== Segment start ==
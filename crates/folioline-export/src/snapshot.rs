//! Loading snapshots written by earlier stages.
//!
//! Every loader checks the file exists and has the expected shape, so a
//! broken hand-off fails at the boundary with the file name in the error.

use std::path::Path;

use anyhow::{Context, Result};
use serde::Deserialize;
use serde::de::DeserializeOwned;
use serde_json::Value;

/// Service point as needed for name lookups
#[derive(Debug, Clone, Deserialize, PartialEq, Eq)]
#[serde(rename_all = "camelCase")]
pub struct ServicePoint {
    pub id: String,
    #[serde(default)]
    pub name: Option<String>,
    #[serde(default)]
    pub discovery_display_name: Option<String>,
}

/// Service-point-to-user assignment
#[derive(Debug, Clone, Default, Deserialize, PartialEq, Eq)]
#[serde(rename_all = "camelCase")]
pub struct ServicePointUser {
    #[serde(default)]
    pub id: Option<String>,
    #[serde(default)]
    pub user_id: Option<String>,
    #[serde(default)]
    pub service_points_ids: Option<Vec<String>>,
    #[serde(default)]
    pub default_service_point_id: Option<String>,
}

impl ServicePointUser {
    pub fn service_point_ids(&self) -> &[String] {
        self.service_points_ids.as_deref().unwrap_or_default()
    }
}

/// Assignment files are either a bare array or the raw collection response
#[derive(Deserialize)]
#[serde(untagged)]
enum AssignmentFile {
    List(Vec<ServicePointUser>),
    Wrapped {
        #[serde(rename = "servicePointUsers", alias = "servicePointsUsers")]
        service_point_users: Vec<ServicePointUser>,
    },
}

/// Header + rows of a TSV snapshot
#[derive(Debug, Clone, Default, PartialEq, Eq)]
pub struct Table {
    pub headers: Vec<String>,
    pub rows: Vec<Vec<String>>,
}

impl Table {
    pub fn column_index(&self, name: &str) -> Option<usize> {
        self.headers.iter().position(|h| h == name)
    }
}

/// Fail with a clear message when an upstream stage output is missing.
pub fn require_input(path: &Path, producer: &str) -> Result<()> {
    if !path.exists() {
        log::error!("Input file not found: {}", path.display());
        anyhow::bail!(
            "Missing input {} (produced by `{producer}`)",
            path.display()
        );
    }
    Ok(())
}

/// Load a JSON array snapshot as raw records
pub fn read_records(path: &Path) -> Result<Vec<Value>> {
    load_json(path)
}

/// Load a JSON array snapshot into typed records
pub fn load_json<T: DeserializeOwned>(path: &Path) -> Result<Vec<T>> {
    let content = std::fs::read_to_string(path)
        .with_context(|| format!("Cannot read {}", path.display()))?;
    serde_json::from_str(&content)
        .with_context(|| format!("Unexpected snapshot layout in {}", path.display()))
}

pub fn load_service_points(path: &Path) -> Result<Vec<ServicePoint>> {
    load_json(path)
}

/// Load assignments from a bare array or a `{"servicePointUsers": [...]}` object
pub fn load_service_point_users(path: &Path) -> Result<Vec<ServicePointUser>> {
    let content = std::fs::read_to_string(path)
        .with_context(|| format!("Cannot read {}", path.display()))?;
    let file: AssignmentFile = serde_json::from_str(&content)
        .with_context(|| format!("Unexpected snapshot layout in {}", path.display()))?;
    Ok(match file {
        AssignmentFile::List(list) => list,
        AssignmentFile::Wrapped {
            service_point_users,
        } => service_point_users,
    })
}

/// Read a TSV snapshot; every name in `required` must be a header.
pub fn read_table(path: &Path, required: &[&str]) -> Result<Table> {
    let mut reader = csv::ReaderBuilder::new()
        .delimiter(b'\t')
        .flexible(true)
        .from_path(path)
        .with_context(|| format!("Cannot open {}", path.display()))?;

    let headers: Vec<String> = reader
        .headers()
        .with_context(|| format!("Cannot read header of {}", path.display()))?
        .iter()
        .map(String::from)
        .collect();
    for name in required {
        anyhow::ensure!(
            headers.iter().any(|h| h == name),
            "{} has no '{name}' column",
            path.display()
        );
    }

    let mut rows = Vec::new();
    for (line, record) in reader.records().enumerate() {
        let record = record.with_context(|| format!("{}: bad row {}", path.display(), line + 2))?;
        let mut row: Vec<String> = record.iter().map(String::from).collect();
        row.resize(headers.len(), String::new());
        rows.push(row);
    }
    Ok(Table { headers, rows })
}

/// Distinct values of one column, in first-seen order
pub fn read_id_column(path: &Path, column: &str) -> Result<Vec<String>> {
    let table = read_table(path, &[column])?;
    let idx = table
        .column_index(column)
        .context("column vanished after validation")?;
    let mut seen = rustc_hash::FxHashSet::default();
    Ok(table
        .rows
        .into_iter()
        .filter_map(|mut row| {
            let id = std::mem::take(&mut row[idx]).trim().to_string();
            (!id.is_empty() && seen.insert(id.clone())).then_some(id)
        })
        .collect())
}

/// User ids from the first column of a TSV, with or without a header.
///
/// A leading `id` or `userId` cell (any case) is taken as the header row.
/// Blank and repeated ids are dropped; order is first-seen.
pub fn read_user_ids(path: &Path) -> Result<Vec<String>> {
    let mut reader = csv::ReaderBuilder::new()
        .delimiter(b'\t')
        .has_headers(false)
        .flexible(true)
        .from_path(path)
        .with_context(|| format!("Cannot open {}", path.display()))?;

    let mut seen = rustc_hash::FxHashSet::default();
    let mut ids = Vec::new();
    for (line, record) in reader.records().enumerate() {
        let record = record.with_context(|| format!("{}: bad row {}", path.display(), line + 1))?;
        let id = record.get(0).unwrap_or_default().trim();
        let is_header = line == 0
            && (id.eq_ignore_ascii_case("id") || id.eq_ignore_ascii_case("userId"));
        if !is_header && !id.is_empty() && seen.insert(id.to_string()) {
            ids.push(id.to_string());
        }
    }
    Ok(ids)
}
== Segment end ==
Problem description — Return the whole listing exactly, with every line included.

Exercise result —
filename crates/folioline-export/src/snapshot.rs
//! Loading snapshots written by earlier stages.
//!
//! Every loader checks the file exists and has the expected shape, so a
//! broken hand-off fails at the boundary with the file name in the error.

use std::path::Path;

use anyhow::{Context, Result};
use serde::Deserialize;
use serde::de::DeserializeOwned;
use serde_json::Value;

/// Service point as needed for name lookups
#[derive(Debug, Clone, Deserialize, PartialEq, Eq)]
#[serde(rename_all = "camelCase")]
pub struct ServicePoint {
    pub id: String,
    #[serde(default)]
    pub name: Option<String>,
    #[serde(default)]
    pub discovery_display_name: Option<String>,
}

/// Service-point-to-user assignment
#[derive(Debug, Clone, Default, Deserialize, PartialEq, Eq)]
#[serde(rename_all = "camelCase")]
pub struct ServicePointUser {
    #[serde(default)]
    pub id: Option<String>,
    #[serde(default)]
    pub user_id: Option<String>,
    #[serde(default)]
    pub service_points_ids: Option<Vec<String>>,
    #[serde(default)]
    pub default_service_point_id: Option<String>,
}

impl ServicePointUser {
    pub fn service_point_ids(&self) -> &[String] {
        self.service_points_ids.as_deref().unwrap_or_default()
    }
}

/// Assignment files are either a bare array or the raw collection response
#[derive(Deserialize)]
#[serde(untagged)]
enum AssignmentFile {
    List(Vec<ServicePointUser>),
    Wrapped {
        #[serde(rename = "servicePointUsers", alias = "servicePointsUsers")]
        service_point_users: Vec<ServicePointUser>,
    },
}

/// Header + rows of a TSV snapshot
#[derive(Debug, Clone, Default, PartialEq, Eq)]
pub struct Table {
    pub headers: Vec<String>,
    pub rows: Vec<Vec<String>>,
}

impl Table {
    pub fn column_index(&self, name: &str) -> Option<usize> {
        self.headers.iter().position(|h| h == name)
    }
}

/// Fail with a clear message when an upstream stage output is missing.
pub fn require_input(path: &Path, producer: &str) -> Result<()> {
    if !path.exists() {
        log::error!("Input file not found: {}", path.display());
        anyhow::bail!(
            "Missing input {} (produced by `{producer}`)",
            path.display()
        );
    }
    Ok(())
}

/// Load a JSON array snapshot as raw records
pub fn read_records(path: &Path) -> Result<Vec<Value>> {
    load_json(path)
}

/// Load a JSON array snapshot into typed records
pub fn load_json<T: DeserializeOwned>(path: &Path) -> Result<Vec<T>> {
    let content = std::fs::read_to_string(path)
        .with_context(|| format!("Cannot read {}", path.display()))?;
    serde_json::from_str(&content)
        .with_context(|| format!("Unexpected snapshot layout in {}", path.display()))
}

pub fn load_service_points(path: &Path) -> Result<Vec<ServicePoint>> {
    load_json(path)
}

/// Load assignments from a bare array or a `{"servicePointUsers": [...]}` object
pub fn load_service_point_users(path: &Path) -> Result<Vec<ServicePointUser>> {
    let content = std::fs::read_to_string(path)
        .with_context(|| format!("Cannot read {}", path.display()))?;
    let file: AssignmentFile = serde_json::from_str(&content)
        .with_context(|| format!("Unexpected snapshot layout in {}", path.display()))?;
    Ok(match file {
        AssignmentFile::List(list) => list,
        AssignmentFile::Wrapped {
            service_point_users,
        } => service_point_users,
    })
}

/// Read a TSV snapshot; every name in `required` must be a header.
pub fn read_table(path: &Path, required: &[&str]) -> Result<Table> {
    let mut reader = csv::ReaderBuilder::new()
        .delimiter(b'\t')
        .flexible(true)
        .from_path(path)
        .with_context(|| format!("Cannot open {}", path.display()))?;

    let headers: Vec<String> = reader
        .headers()
        .with_context(|| format!("Cannot read header of {}", path.display()))?
        .iter()
        .map(String::from)
        .collect();
    for name in required {
        anyhow::ensure!(
            headers.iter().any(|h| h == name),
            "{} has no '{name}' column",
            path.display()
        );
    }

    let mut rows = Vec::new();
    for (line, record) in reader.records().enumerate() {
        let record = record.with_context(|| format!("{}: bad row {}", path.display(), line + 2))?;
        let mut row: Vec<String> = record.iter().map(String::from).collect();
        row.resize(headers.len(), String::new());
        rows.push(row);
    }
    Ok(Table { headers, rows })
}

/// Distinct values of one column, in first-seen order
pub fn read_id_column(path: &Path, column: &str) -> Result<Vec<String>> {
    let table = read_table(path, &[column])?;
    let idx = table
        .column_index(column)
        .context("column vanished after validation")?;
    let mut seen = rustc_hash::FxHashSet::default();
    Ok(table
        .rows
        .into_iter()
        .filter_map(|mut row| {
            let id = std::mem::take(&mut row[idx]).trim().to_string();
            (!id.is_empty() && seen.insert(id.clone())).then_some(id)
        })
        .collect())
}

/// User ids from the first column of a TSV, with or without a header.
///
/// A leading `id` or `userId` cell (any case) is taken as the header row.
/// Blank and repeated ids are dropped; order is first-seen.
pub fn read_user_ids(path: &Path) -> Result<Vec<String>> {
    let mut reader = csv::ReaderBuilder::new()
        .delimiter(b'\t')
        .has_headers(false)
        .flexible(true)
        .from_path(path)
        .with_context(|| format!("Cannot open {}", path.display()))?;

    let mut seen = rustc_hash::FxHashSet::default();
    let mut ids = Vec::new();
    for (line, record) in reader.records().enumerate() {
        let record = record.with_context(|| format!("{}: bad row {}", path.display(), line + 1))?;
        let id = record.get(0).unwrap_or_default().trim();
        let is_header = line == 0
            && (id.eq_ignore_ascii_case("id") || id.eq_ignore_ascii_case("userId"));
        if !is_header && !id.is_empty() && seen.insert(id.to_string()) {
            ids.push(id.to_string());
        }
    }
    Ok(ids)
}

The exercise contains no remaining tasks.